European regulators have conditionally approved Pfizer’s first-in-class lung cancer drug Xalkori.
Specifically, the European Commission has given permission for the drug’s use in adults with previously treated ALK-positive advanced non-small-cell lung cancer (NSCLC).
As per the terms of the conditional approval, Pfizer must hand over data from its recent Phase III PROFILE 007 trial to the European Medicines Agency for review, which may then award the drug traditional clearance it if considers the data strong enough to do so.

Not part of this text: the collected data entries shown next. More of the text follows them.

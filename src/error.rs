//! Error types for user-facing failures.

use thiserror::Error;

/// Errors surfaced to the user of the command line tool.
///
/// An empty range is not an error; it yields an empty block list.
#[derive(Debug, Error, PartialEq, Eq)]
pub enum RangeError {
    /// Input could not be read as an IPv4 address.
    #[error("invalid IP address: {0}")]
    InvalidAddress(String),

    /// Required arguments missing or unusable. Holds the rendered usage text.
    #[error("{0}")]
    Usage(String),
}

impl RangeError {
    /// Process exit code for this error.
    pub fn exit_code(&self) -> u8 {
        match self {
            RangeError::InvalidAddress(_) => 1,
            RangeError::Usage(_) => 2,
        }
    }
}

impl From<clap::Error> for RangeError {
    fn from(e: clap::Error) -> Self {
        RangeError::Usage(e.to_string())
    }
}
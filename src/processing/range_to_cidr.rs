//! Range to CIDR conversion.
//!
//! Splits an inclusive address range into the minimal ordered list of
//! aligned CIDR blocks, always taking the largest block that starts at the
//! current address and still ends inside the range.

use crate::models::{lo_mask, Ipv4, MAX_LENGTH};
use colored::Colorize;
use std::net::Ipv4Addr;

/// Lazy iterator over the CIDR blocks covering `[start, end]`.
///
/// Position and end are held as u64 so stepping past 255.255.255.255, or
/// emitting 0.0.0.0/0, never wraps.
#[derive(Debug, Clone)]
pub struct CidrBlocks {
    cur: u64,
    end: u64,
}

impl CidrBlocks {
    /// Iterate the cover of `[start, end]`. Empty when `start > end`.
    pub fn new(start: u32, end: u32) -> CidrBlocks {
        CidrBlocks {
            cur: u64::from(start),
            end: u64::from(end),
        }
    }
}

impl Iterator for CidrBlocks {
    type Item = Ipv4;

    fn next(&mut self) -> Option<Ipv4> {
        if self.cur > self.end {
            return None;
        }
        let addr = Ipv4Addr::from(u32::try_from(self.cur).ok()?);

        // Largest aligned block first, shrink until it fits below end.
        let mut mask = lo_mask(addr);
        while self.cur + (1u64 << (MAX_LENGTH - mask)) - 1 > self.end {
            mask += 1;
        }
        self.cur += 1u64 << (MAX_LENGTH - mask);

        let block = Ipv4 { addr, mask };
        log::trace!("emit {}", block.to_string().cyan());
        Some(block)
    }
}

impl std::iter::FusedIterator for CidrBlocks {}

/// Minimal ordered CIDR cover of the inclusive range `[start, end]`.
///
/// Returns an empty list when `start > end`.
///
/// # Examples
/// ```
/// use ip_range_cidr::processing::range_to_cidr;
/// let blocks: Vec<String> = range_to_cidr(0x0A000001, 0x0A000003)
///     .iter()
///     .map(|b| b.to_string())
///     .collect();
/// assert_eq!(blocks, ["10.0.0.1/32", "10.0.0.2/31"]);
/// ```
pub fn range_to_cidr(start: u32, end: u32) -> Vec<Ipv4> {
    if start > end {
        log::debug!(
            "empty range {} > {}",
            Ipv4Addr::from(start),
            Ipv4Addr::from(end)
        );
        return Vec::new();
    }
    let blocks: Vec<Ipv4> = CidrBlocks::new(start, end).collect();
    log::debug!(
        "range {}-{} -> {} block(s)",
        Ipv4Addr::from(start),
        Ipv4Addr::from(end),
        blocks.len()
    );
    blocks
}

Earlier this year, Pfizer said that top-line data from the study shows that Xalkori (crizotinib) significantly improved progression-free survival in previously-treated patients with ALK-positive advanced NSCLC.

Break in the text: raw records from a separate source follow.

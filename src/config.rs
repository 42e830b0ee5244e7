//! Environment and logging setup for the command line tool.

use colored::Colorize;
use log::LevelFilter;
use log4rs::append::console::{ConsoleAppender, Target};
use log4rs::config::{Appender, Config, Root};
use log4rs::encode::pattern::PatternEncoder;
use std::error::Error;
use std::path::PathBuf;

/// Env var naming the log4rs config file.
pub const LOG_CONFIG_ENV: &str = "IP_RANGE_CIDR_LOG_CONFIG";
/// Log4rs config file used when the env var is unset.
pub const DEFAULT_LOG_CONFIG: &str = "log4rs.yml";

/// Settings read from the environment (after `.env` is loaded).
#[derive(Debug, Clone, PartialEq, Eq)]
pub struct Settings {
    pub log_config: PathBuf,
}

impl Settings {
    /// Load `.env` if present, then read settings from the environment.
    pub fn from_env() -> Settings {
        dotenv::dotenv().ok();
        Settings::from_lookup(|key| std::env::var(key).ok())
    }

    fn from_lookup<F>(lookup: F) -> Settings
    where
        F: Fn(&str) -> Option<String>,
    {
        let log_config = lookup(LOG_CONFIG_ENV)
            .filter(|v| !v.trim().is_empty())
            .unwrap_or_else(|| DEFAULT_LOG_CONFIG.to_string());
        Settings {
            log_config: PathBuf::from(log_config),
        }
    }
}

/// Initialise log4rs.
///
/// Uses the configured file when it exists, otherwise logs warnings and
/// above to stderr. Stdout carries only CIDR output.
pub fn init_logging(settings: &Settings) -> Result<(), Box<dyn Error>> {
    if settings.log_config.exists() {
        log4rs::init_file(&settings.log_config, Default::default()).map_err(|e| {
            format!(
                "Error initializing log4rs from {}: {e}",
                settings.log_config.display()
            )
        })?;
        log::debug!(
            "log4rs config loaded from {}",
            settings.log_config.display().to_string().on_blue()
        );
        return Ok(());
    }

    log4rs::init_config(stderr_config(LevelFilter::Warn)?)?;
    log::debug!("no log config at {}", settings.log_config.display());
    Ok(())
}

fn stderr_config(level: LevelFilter) -> Result<Config, Box<dyn Error>> {
    let stderr = ConsoleAppender::builder()
        .target(Target::Stderr)
        .encoder(Box::new(PatternEncoder::new("{d(%H:%M:%S)} {h({l})} {m}{n}")))
        .build();
    let config = Config::builder()
        .appender(Appender::builder().build("stderr", Box::new(stderr)))
        .build(Root::builder().appender("stderr").build(level))?;
    Ok(config)
}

The drug is a first-in-class, oral ALK inhibitor, which works by blocking signaling in various cell pathways believed to play a crucial role in the growth and survival of tumor cells.

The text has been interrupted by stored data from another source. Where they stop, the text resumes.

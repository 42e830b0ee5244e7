//! Range processing logic.
//!
//! - [`range_to_cidr`] - minimal CIDR cover of an address range
//! - [`verify_cover`] - checks a block list against its range

mod range_to_cidr;
mod verify;

// Re-export public functions
pub use range_to_cidr::{range_to_cidr, CidrBlocks};
pub use verify::verify_cover;
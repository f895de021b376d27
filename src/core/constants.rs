//! Protocol constants for SOOlink.
//!
//! Wire-level values are fixed by the protocol and MUST NOT be changed.
//! Timing values are the defaults used by [`crate::config`].

use std::time::Duration;

// =============================================================================
// IDENTITIES
// =============================================================================

/// Destination identity meaning "every node on the medium".
pub const BROADCAST_ID: u64 = 0;

// =============================================================================
// FRAGMENT FORMAT
// =============================================================================

/// Consistency kind of a fragment carrying a whole block.
pub const FRAGMENT_KIND_SIMPLE: u8 = 0x00;

/// Consistency kind of a fragment carrying one piece of a split block.
pub const FRAGMENT_KIND_EXTENDED: u8 = 0x01;

/// Simple fragment header size (kind + payload length).
pub const SIMPLE_HEADER_SIZE: usize = 1 + 4;

/// Extended fragment header size (kind + count + index + payload length).
pub const EXTENDED_HEADER_SIZE: usize = 1 + 4 + 4 + 4;

/// Default maximum payload carried by one fragment.
pub const DEFAULT_MAX_FRAGMENT_PAYLOAD: usize = 1024;

// =============================================================================
// TRANSCEIVER ENVELOPE
// =============================================================================

/// Envelope header size (kind + requester + source + dest + trans_id + length).
pub const ENVELOPE_HEADER_SIZE: usize = 1 + 1 + 8 + 8 + 4 + 4;

/// Envelope kind for payload data.
pub const PACKET_KIND_DATA: u8 = 0x01;

/// Envelope kind for datalink control (beacons).
pub const PACKET_KIND_DATALINK: u8 = 0x02;

// =============================================================================
// TRANSACTION IDS
// =============================================================================

/// Largest sequence value carried in a transaction id (24 bits).
pub const MAX_PACKET_TRANSID: u32 = 0x00ff_ffff;

/// Flag marking the last packet of a block.
pub const LAST_PACKET: u32 = 1 << 24;

/// Flag marking the last packet of an acknowledged batch.
pub const FRAME_END: u32 = 1 << 25;

// =============================================================================
// WINENET
// =============================================================================

/// Total attempts for one acknowledged exchange.
pub const WNET_RETRIES_MAX: u32 = 3;

/// Lower bound of the retransmission back-off, in microseconds.
pub const WNET_MIN_DRAND: u64 = 1000;

/// Upper bound of the retransmission back-off, in microseconds.
pub const WNET_MAX_DRAND: u64 = 2000;

/// Wait for an acknowledgment before retrying.
pub const WNET_ACK_TIMEOUT: Duration = Duration::from_millis(800);

/// Silence after which an idle or listening node reconsiders the token.
///
/// Must exceed the longest a live speaker can stay unheard by one listener:
/// a full retry exchange, the token hold or the stall timeout.
pub const WNET_LISTENER_TIMEOUT: Duration = Duration::from_millis(3000);

/// How long a speaker with nothing queued keeps the token.
pub const WNET_TOKEN_HOLD: Duration = Duration::from_millis(20);

/// How long a speaker in the middle of a block waits for the next fragment.
pub const WNET_STALL_TIMEOUT: Duration = Duration::from_millis(1600);

/// Packets sent before waiting for one acknowledgment.
pub const WNET_PACKETS_PER_FRAME: usize = 1;

// =============================================================================
// DECODER
// =============================================================================

/// Completed but unread blocks a descriptor may hold.
pub const MAX_READY_BLOCK_COUNT: usize = 8;

/// Lifetime of an incomplete reassembly buffer.
pub const DECODE_BLOCK_TIMEOUT: Duration = Duration::from_secs(4);

/// Period of the decoder stale-block sweep.
pub const DECODER_WATCHDOG_PERIOD: Duration = Duration::from_millis(1000);

// =============================================================================
// CHANNELS
// =============================================================================

/// Capacity of the plugin to core inbound frame queue.
pub const INBOUND_QUEUE_CAPACITY: usize = 256;

/// Capacity of the Winenet task inbox.
pub const WINENET_INBOX_CAPACITY: usize = 256;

According to Jean-Charles Soria, professor of Medicine and Medical Oncology at South-Paris University and cancer specialist at Institut Gustave Roussy, France, Xalkori represents a “major advancement” in the field of metastatic NSCLC, as it brings to eligible patients “an oral compound that can achieve tumor shrinkage and delay disease progression”.
Xalkori was approved by the US Food and Drug Administration in August 2011, and analysts are predicting peak annual sales of more than $2 billion.